▶ Task statement:
Using the listing below, set down each line from the line containing "defer = Some(value);" through the line containing "-> Result<String, jsonwebtoken::errors::Error>", both ends included, exactly and with nothing added.
(Supplied data Opens)
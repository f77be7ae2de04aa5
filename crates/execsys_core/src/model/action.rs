//! Open-work line item model.
//!
//! # Responsibility
//! - Parse one `- [ ] 2025-10-30 Text @context +project` line into parts.
//!
//! # Invariants
//! - Parsing is lenient: malformed lines yield `None`, never an error.
//! - Tags are whole whitespace-separated tokens; `+a` never matches `+ab`.

use chrono::NaiveDate;

/// Marker for an unresolved item.
pub const OPEN_MARKER: &str = "- [ ]";
/// Markers for a resolved item.
pub const RESOLVED_MARKERS: &[&str] = &["- [x]", "- [X]"];
/// Leading sigil of a context tag.
pub const CONTEXT_SIGIL: char = '@';
/// Leading sigil of a project tag.
pub const PROJECT_SIGIL: char = '+';

const DATE_FORMAT: &str = "%Y-%m-%d";
const DUE_PREFIX: &str = "due:";
const DEFER_PREFIX: &str = "defer:";

/// Completion state of a line item.
#[derive(Debug, Clone, Copy, PartialEq, Eq)]
pub enum ItemMarker {
    Open,
    Resolved,
}

/// One parsed line of an open-work source.
#[derive(Debug, Clone, PartialEq, Eq)]
pub struct ActionLine {
    pub marker: ItemMarker,
    /// Item date written right after the marker.
    pub date: NaiveDate,
    /// Free text with tags and `due:`/`defer:` tokens removed.
    pub description: String,
    /// Context tags without the sigil, in line order.
    pub contexts: Vec<String>,
    /// Project tags without the sigil, in line order.
    pub projects: Vec<String>,
    pub due: Option<NaiveDate>,
    pub defer: Option<NaiveDate>,
}

impl ActionLine {
    /// Parses one line, returning `None` for anything that is not a dated item.
    pub fn parse(line: &str) -> Option<Self> {
        let trimmed = line.trim();
        let (marker, rest) = split_marker(trimmed)?;
        // The marker must be followed by whitespace, not glued to the date.
        if !rest.starts_with(char::is_whitespace) {
            return None;
        }

        let mut tokens = rest.split_whitespace();
        let date = NaiveDate::parse_from_str(tokens.next()?, DATE_FORMAT).ok()?;

        let mut words = Vec::new();
        let mut contexts = Vec::new();
        let mut projects = Vec::new();
        let mut due = None;
        let mut defer = None;
        for token in tokens {
            if let Some(tag) = strip_tag(token, CONTEXT_SIGIL) {
                contexts.push(tag.to_string());
            } else if let Some(tag) = strip_tag(token, PROJECT_SIGIL) {
                projects.push(tag.to_string());
            } else if let Some(value) = parse_dated_token(token, DUE_PREFIX) {
                due = Some(value);
            } else if let Some(value) = parse_dated_token(token, DEFER_PREFIX) {
                defer = Some(value);
            } else {
                words.push(token);
            }
        }

        Some(Self {
            marker,
            date,
            description: words.join(" "),
            contexts,
            projects,
            due,
            defer,
        })
    }

    pub fn is_open(&self) -> bool {
        self.marker == ItemMarker::Open
    }

    /// Returns whether this item carries exactly `+{project_id}`.
    pub fn has_project_tag(&self, project_id: &str) -> bool {
        self.projects.iter().any(|tag| tag == project_id)
    }
}

fn split_marker(line: &str) -> Option<(ItemMarker, &str)> {
    if let Some(rest) = line.strip_prefix(OPEN_MARKER) {
        return Some((ItemMarker::Open, rest));
    }
    RESOLVED_MARKERS
        .iter()
        .find_map(|marker| line.strip_prefix(marker))
        .map(|rest| (ItemMarker::Resolved, rest))
}

fn strip_tag(token: &str, sigil: char) -> Option<&str> {
    token.strip_prefix(sigil).filter(|tag| !tag.is_empty())
}

fn parse_dated_token(token: &str, prefix: &str) -> Option<NaiveDate> {
    let value = token.strip_prefix(prefix)?;
    NaiveDate::parse_from_str(value, DATE_FORMAT).ok()
}
use chrono::Utc;
use jsonwebtoken::{decode, encode, Algorithm, DecodingKey, EncodingKey, Header, Validation};
use serde::{Deserialize, Serialize};

/// JWT claims issued by the platform auth service.
/// Claims: sub=user_id, email, role (integer), iat, exp.
#[derive(Debug, Clone, Serialize, Deserialize)]
pub struct Claims {
    pub sub: String,
    #[serde(default, skip_serializing_if = "Option::is_none")]
    pub email: Option<String>,
    #[serde(default)]
    pub role: i64,
    pub iat: i64,
    pub exp: i64,
}

/// Validate an HS256 token and return its claims.
pub fn validate_token(
    secret: &[u8],
    token: &str,
) -> Result<Claims, jsonwebtoken::errors::Error> {
    let validation = Validation::new(Algorithm::HS256);
    let data = decode::<Claims>(token, &DecodingKey::from_secret(secret), &validation)?;
    Ok(data.claims)
}

/// Issue an HS256 token. Production tokens come from the platform auth
/// service; this exists for operator tooling and tests.
pub fn issue_token(
    secret: &[u8],
    user_id: &str,
    email: Option<&str>,
    role: i64,
    ttl_secs: i64,
) -> Result<String, jsonwebtoken::errors::Error> {
    let now = Utc::now().timestamp();
    let claims = Claims {
        sub: user_id.to_string(),
        email: email.map(str::to_string),
        role,
        iat: now,
        exp: now + ttl_secs,
    };
    encode(
        &Header::default(), // HS256
        &claims,
        &EncodingKey::from_secret(secret),
    )
}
(Supplied data Closes)
▶ Solution:
                defer = Some(value);
            } else {
                words.push(token);
            }
        }

        Some(Self {
            marker,
            date,
            description: words.join(" "),
            contexts,
            projects,
            due,
            defer,
        })
    }

    pub fn is_open(&self) -> bool {
        self.marker == ItemMarker::Open
    }

    /// Returns whether this item carries exactly `+{project_id}`.
    pub fn has_project_tag(&self, project_id: &str) -> bool {
        self.projects.iter().any(|tag| tag == project_id)
    }
}

fn split_marker(line: &str) -> Option<(ItemMarker, &str)> {
    if let Some(rest) = line.strip_prefix(OPEN_MARKER) {
        return Some((ItemMarker::Open, rest));
    }
    RESOLVED_MARKERS
        .iter()
        .find_map(|marker| line.strip_prefix(marker))
        .map(|rest| (ItemMarker::Resolved, rest))
}

fn strip_tag(token: &str, sigil: char) -> Option<&str> {
    token.strip_prefix(sigil).filter(|tag| !tag.is_empty())
}

fn parse_dated_token(token: &str, prefix: &str) -> Option<NaiveDate> {
    let value = token.strip_prefix(prefix)?;
    NaiveDate::parse_from_str(value, DATE_FORMAT).ok()
}
use chrono::Utc;
use jsonwebtoken::{decode, encode, Algorithm, DecodingKey, EncodingKey, Header, Validation};
use serde::{Deserialize, Serialize};

/// JWT claims issued by the platform auth service.
/// Claims: sub=user_id, email, role (integer), iat, exp.
#[derive(Debug, Clone, Serialize, Deserialize)]
pub struct Claims {
    pub sub: String,
    #[serde(default, skip_serializing_if = "Option::is_none")]
    pub email: Option<String>,
    #[serde(default)]
    pub role: i64,
    pub iat: i64,
    pub exp: i64,
}

/// Validate an HS256 token and return its claims.
pub fn validate_token(
    secret: &[u8],
    token: &str,
) -> Result<Claims, jsonwebtoken::errors::Error> {
    let validation = Validation::new(Algorithm::HS256);
    let data = decode::<Claims>(token, &DecodingKey::from_secret(secret), &validation)?;
    Ok(data.claims)
}

/// Issue an HS256 token. Production tokens come from the platform auth
/// service; this exists for operator tooling and tests.
pub fn issue_token(
    secret: &[u8],
    user_id: &str,
    email: Option<&str>,
    role: i64,
    ttl_secs: i64,
) -> Result<String, jsonwebtoken::errors::Error> {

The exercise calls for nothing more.